Se você enviou documentos, altere senhas de e-mail, redes sociais e aplicativos financeiros, principalmente se algum código ou informação de acesso tiver sido compartilhado. Acompanhe movimentações bancárias e acessos às suas contas. Em caso de suspeita de uso indevido da conta gov.br, siga as orientações oficiais de segurança e registre a ocorrência.

Proteção começa com informação e calma

O golpe do falso aluguel explora um desejo legítimo: encontrar moradia com preço que caiba no orçamento. Por isso, a prevenção precisa ser prática e sem julgamentos. Desconfiar de pressa, confirmar a identidade de quem anuncia, visitar o imóvel quando possível, revisar documentos e evitar pagamentos antecipados sem segurança são atitudes que protegem famílias e patrimônio.

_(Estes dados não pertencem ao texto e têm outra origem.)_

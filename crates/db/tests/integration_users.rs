//! UserRepository gegen eine In-Memory-SQLite-Datenbank

use chrono::{DateTime, SubsecRound, Utc};
use zugang_db::{models::NeuerBenutzer, SqliteDb, UserRepository};

fn anlegen<'a>(email: &'a str, hash: &'a str, zeit: DateTime<Utc>) -> NeuerBenutzer<'a> {
    NeuerBenutzer {
        email,
        password_hash: hash,
        erstellt_am: zeit,
    }
}

#[tokio::test]
async fn angelegter_benutzer_ist_per_id_und_email_auffindbar() {
    let db = SqliteDb::in_memory().await.unwrap();
    let jetzt = Utc::now().trunc_subsecs(3);

    let neu = UserRepository::create(&db, anlegen("alice@example.com", "$argon2id$a", jetzt))
        .await
        .unwrap();
    assert!(!neu.is_verified, "neue Konten sind unverifiziert");
    assert_eq!(neu.created_at, neu.updated_at);

    let per_id = db.get_by_id(neu.id).await.unwrap().unwrap();
    let per_email = db.get_by_email("alice@example.com").await.unwrap().unwrap();
    assert_eq!(per_id.id, neu.id);
    assert_eq!(per_email.id, neu.id);
    assert_eq!(per_id.password_hash, "$argon2id$a");
    assert_eq!(per_id.created_at, jetzt);
}

#[tokio::test]
async fn unbekannte_benutzer_liefern_none() {
    let db = SqliteDb::in_memory().await.unwrap();
    assert!(db.get_by_email("niemand@example.com").await.unwrap().is_none());
    assert!(db
        .get_by_id(zugang_core::UserId::new())
        .await
        .unwrap()
        .is_none());
}

#[tokio::test]
async fn doppelte_email_scheitert_am_unique_constraint() {
    let db = SqliteDb::in_memory().await.unwrap();
    let jetzt = Utc::now();

    UserRepository::create(&db, anlegen("carol@example.com", "h1", jetzt))
        .await
        .unwrap();
    let err = UserRepository::create(&db, anlegen("carol@example.com", "h2", jetzt))
        .await
        .unwrap_err();

    assert!(err.ist_eindeutigkeit(), "Erwartet Eindeutigkeitsfehler, erhalten: {err}");
    // Der erste Hash bleibt unveraendert
    let gespeichert = db.get_by_email("carol@example.com").await.unwrap().unwrap();
    assert_eq!(gespeichert.password_hash, "h1");
}
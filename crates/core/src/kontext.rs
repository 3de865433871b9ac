//! Client-Kontext einer Anfrage
//!
//! User-Agent und IP-Adresse werden nur informativ an der Session
//! gespeichert, sie sind nie Grundlage einer Autorisierung.

use serde::{Deserialize, Serialize};

/// Herkunft einer Anfrage
#[derive(Debug, Clone, Default, PartialEq, Eq, Serialize, Deserialize)]
pub struct ClientKontext {
    pub user_agent: String,
    pub ip_adresse: String,
}

impl ClientKontext {
    pub fn neu(user_agent: impl Into<String>, ip_adresse: impl Into<String>) -> Self {
        Self {
            user_agent: user_agent.into(),
            ip_adresse: ip_adresse.into(),
        }
    }
}
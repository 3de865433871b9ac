//! Konfiguration des Auth-Service
//!
//! Wird vom Server aus der Datei-/Umgebungskonfiguration gebaut und
//! explizit an die Komponenten uebergeben.

use chrono::Duration;
use secrecy::SecretString;

/// Standard-Lebensdauer eines Access-Tokens: 15 Minuten
pub const ACCESS_LEBENSDAUER_SEKUNDEN: i64 = 15 * 60;

/// Standard-Lebensdauer einer Refresh-Session: 7 Tage
pub const REFRESH_LEBENSDAUER_SEKUNDEN: i64 = 7 * 24 * 60 * 60;

/// Vollstaendige Auth-Konfiguration
#[derive(Debug, Clone)]
pub struct AuthKonfig {
    /// HMAC-Schluessel fuer Access-Tokens
    pub jwt_secret: SecretString,
    pub access_lebensdauer: Duration,
    pub refresh_lebensdauer: Duration,
    pub hash: HashKonfig,
    pub passwort_richtlinie: PasswortRichtlinie,
}

impl AuthKonfig {
    /// Erstellt eine Konfiguration mit Standardwerten und dem gegebenen Schluessel
    pub fn neu(jwt_secret: impl Into<String>) -> Self {
        Self {
            jwt_secret: SecretString::from(jwt_secret.into()),
            access_lebensdauer: Duration::seconds(ACCESS_LEBENSDAUER_SEKUNDEN),
            refresh_lebensdauer: Duration::seconds(REFRESH_LEBENSDAUER_SEKUNDEN),
            hash: HashKonfig::default(),
            passwort_richtlinie: PasswortRichtlinie::default(),
        }
    }
}

/// Argon2id-Parameter
///
/// `kosten` ist die Anzahl der Iterationen. Hashes sind selbstbeschreibend
/// (PHC-String), geaenderte Kosten machen bestehende Hashes nicht ungueltig.
#[derive(Debug, Clone, PartialEq, Eq)]
pub struct HashKonfig {
    pub kosten: u32,
    pub speicher_kib: u32,
    pub parallelismus: u32,
}

impl Default for HashKonfig {
    fn default() -> Self {
        Self {
            kosten: 3,
            speicher_kib: 64 * 1024,
            parallelismus: 1,
        }
    }
}

/// Anforderungen an neue Passwoerter
#[derive(Debug, Clone, PartialEq, Eq)]
pub struct PasswortRichtlinie {
    pub min_laenge: usize,
    pub grossbuchstabe: bool,
    pub kleinbuchstabe: bool,
    pub ziffer: bool,
    pub sonderzeichen: bool,
}

impl Default for PasswortRichtlinie {
    fn default() -> Self {
        Self {
            min_laenge: 8,
            grossbuchstabe: true,
            kleinbuchstabe: true,
            ziffer: true,
            sonderzeichen: false,
        }
    }
}

#[cfg(test)]
mod tests {
    use super::*;
    use secrecy::ExposeSecret;

    #[test]
    fn standardwerte() {
        let k = AuthKonfig::neu("geheim");
        assert_eq!(k.access_lebensdauer, Duration::minutes(15));
        assert_eq!(k.refresh_lebensdauer, Duration::days(7));
        assert_eq!(k.jwt_secret.expose_secret(), "geheim");
        assert_eq!(k.passwort_richtlinie.min_laenge, 8);
    }

    #[test]
    fn secret_erscheint_nicht_im_debug() {
        let k = AuthKonfig::neu("super-geheimer-schluessel");
        assert!(!format!("{k:?}").contains("super-geheimer-schluessel"));
    }
}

Se algo parecer confuso, contraditório ou urgente demais, vale pedir ajuda a alguém de confiança e buscar orientação em canais oficiais. Compartilhe este conteúdo com quem está procurando imóvel para alugar. Uma informação simples pode evitar que outra pessoa enfrente prejuízos e preocupação.

Perguntas frequentes

É seguro pagar uma taxa de reserva antes de visitar o imóvel?

O pagamento antecipado exige cautela. Antes de transferir qualquer valor, confirme o imóvel, a identidade e a legitimidade de quem negocia, além das condições da locação registradas por escrito. Pressão para pagar antes de uma checagem adequada é um sinal de alerta.

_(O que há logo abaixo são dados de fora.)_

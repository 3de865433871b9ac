//! zugang-db – Datenbank-Abstraktion
//!
//! Dieses Crate stellt das Repository-Pattern bereit: schmale Lese- und
//! Schreib-Vertraege fuer Benutzer und Sessions, eine SQLite-Implementierung
//! fuer den Betrieb und eine In-Memory-Implementierung fuer Tests.

pub mod error;
pub mod memory;
pub mod models;
pub mod repository;
pub mod sqlite;

pub use error::DbError;
pub use memory::InMemoryDb;
pub use repository::{DatabaseConfig, DbResult, SessionRepository, UserRepository};
pub use sqlite::SqliteDb;
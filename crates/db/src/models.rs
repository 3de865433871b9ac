//! Datenbankmodelle fuer Zugang
//!
//! Diese Typen repraesentieren Datensaetze aus der Datenbank.
//! Sie sind von den Domain-Typen getrennt und dienen als reine Datenuebertragungsobjekte.

use chrono::{DateTime, Utc};
use serde::Serialize;
use zugang_core::{ClientKontext, SessionId, UserId};

// ---------------------------------------------------------------------------
// Benutzer
// ---------------------------------------------------------------------------

/// Benutzer-Datensatz aus der Datenbank
///
/// Der Passwort-Hash wird nie nach aussen serialisiert.
#[derive(Debug, Clone, Serialize)]
pub struct BenutzerRecord {
    pub id: UserId,
    pub email: String,
    #[serde(skip_serializing)]
    pub password_hash: String,
    pub is_verified: bool,
    pub created_at: DateTime<Utc>,
    pub updated_at: DateTime<Utc>,
}

/// Daten zum Erstellen eines neuen Benutzers
#[derive(Debug, Clone)]
pub struct NeuerBenutzer<'a> {
    /// Bereits normalisierte E-Mail-Adresse
    pub email: &'a str,
    pub password_hash: &'a str,
    pub erstellt_am: DateTime<Utc>,
}

// ---------------------------------------------------------------------------
// Sessions
// ---------------------------------------------------------------------------

/// Eine aktive Refresh-Session
#[derive(Debug, Clone, Serialize)]
pub struct SessionRecord {
    pub id: SessionId,
    pub user_id: UserId,
    #[serde(skip_serializing)]
    pub refresh_token_hash: String,
    pub user_agent: String,
    pub ip_adresse: String,
    pub expires_at: DateTime<Utc>,
    pub created_at: DateTime<Utc>,
}

impl SessionRecord {
    /// Eine Session ist gueltig solange `expires_at > jetzt`
    pub fn ist_gueltig(&self, jetzt: DateTime<Utc>) -> bool {
        self.expires_at > jetzt
    }
}

/// Daten zum Erstellen einer neuen Session
#[derive(Debug, Clone)]
pub struct NeueSession<'a> {
    pub user_id: UserId,
    pub refresh_token_hash: &'a str,
    pub kontext: &'a ClientKontext,
    pub expires_at: DateTime<Utc>,
    pub erstellt_am: DateTime<Utc>,
}

/// Daten fuer die Rotation einer Session
///
/// Die Rotation greift nur, wenn `alter_hash` noch aktuell ist und die
/// Session zum Zeitpunkt `jetzt` nicht abgelaufen ist.
#[derive(Debug, Clone)]
pub struct SessionRotation<'a> {
    pub id: SessionId,
    pub alter_hash: &'a str,
    pub neuer_hash: &'a str,
    pub neues_ablaufdatum: DateTime<Utc>,
    pub jetzt: DateTime<Utc>,
}

#[cfg(test)]
mod tests {
    use super::*;
    use chrono::Duration;

    #[test]
    fn passwort_hash_wird_nicht_serialisiert() {
        let user = BenutzerRecord {
            id: UserId::new(),
            email: "alice@example.com".into(),
            password_hash: "$argon2id$geheim".into(),
            is_verified: false,
            created_at: Utc::now(),
            updated_at: Utc::now(),
        };
        let json = serde_json::to_string(&user).unwrap();
        assert!(!json.contains("password_hash"));
        assert!(!json.contains("geheim"));
        assert!(json.contains("alice@example.com"));
    }

    #[test]
    fn session_gueltigkeit_grenze() {
        let jetzt = Utc::now();
        let session = SessionRecord {
            id: SessionId::new(),
            user_id: UserId::new(),
            refresh_token_hash: "h".into(),
            user_agent: String::new(),
            ip_adresse: String::new(),
            expires_at: jetzt,
            created_at: jetzt - Duration::hours(1),
        };
        // expires_at == jetzt ist bereits abgelaufen
        assert!(!session.ist_gueltig(jetzt));
        assert!(session.ist_gueltig(jetzt - Duration::milliseconds(1)));
    }
}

Um contrato assinado garante que o aluguel é verdadeiro?

O contrato é importante, mas não substitui a verificação de quem assina e de sua relação com o imóvel. Confira nomes, documentos, endereço, condições da locação e se o responsável tem autorização para representar o proprietário.

Posso enviar RG e comprovante de renda pelo WhatsApp?

Envie documentos apenas depois de confirmar a identidade e o canal da imobiliária, corretor ou locador. Evite mandar arquivos sensíveis para perfis recém-criados, números desconhecidos ou pessoas que pressionam por rapidez sem explicar a necessidade do pedido.

O que devo fazer se o nome da chave Pix for diferente do anunciante?

Interrompa o pagamento até receber uma explicação clara e verificável. Confirme diretamente, por canais independentes, quem é o titular da conta e por qual motivo ele receberia o valor. Se a resposta for vaga ou houver pressão, não transfira.

Fui vítima do golpe do falso aluguel. Ainda vale registrar boletim de ocorrência?

Sim. O boletim ajuda a formalizar os fatos e reunir informações para a apuração. Guarde todos os registros da negociação e comunique o banco imediatamente. As orientações do Banco Central e do Ministério da Justiça destacam a importância de registrar a ocorrência e apresentar as provas disponíveis.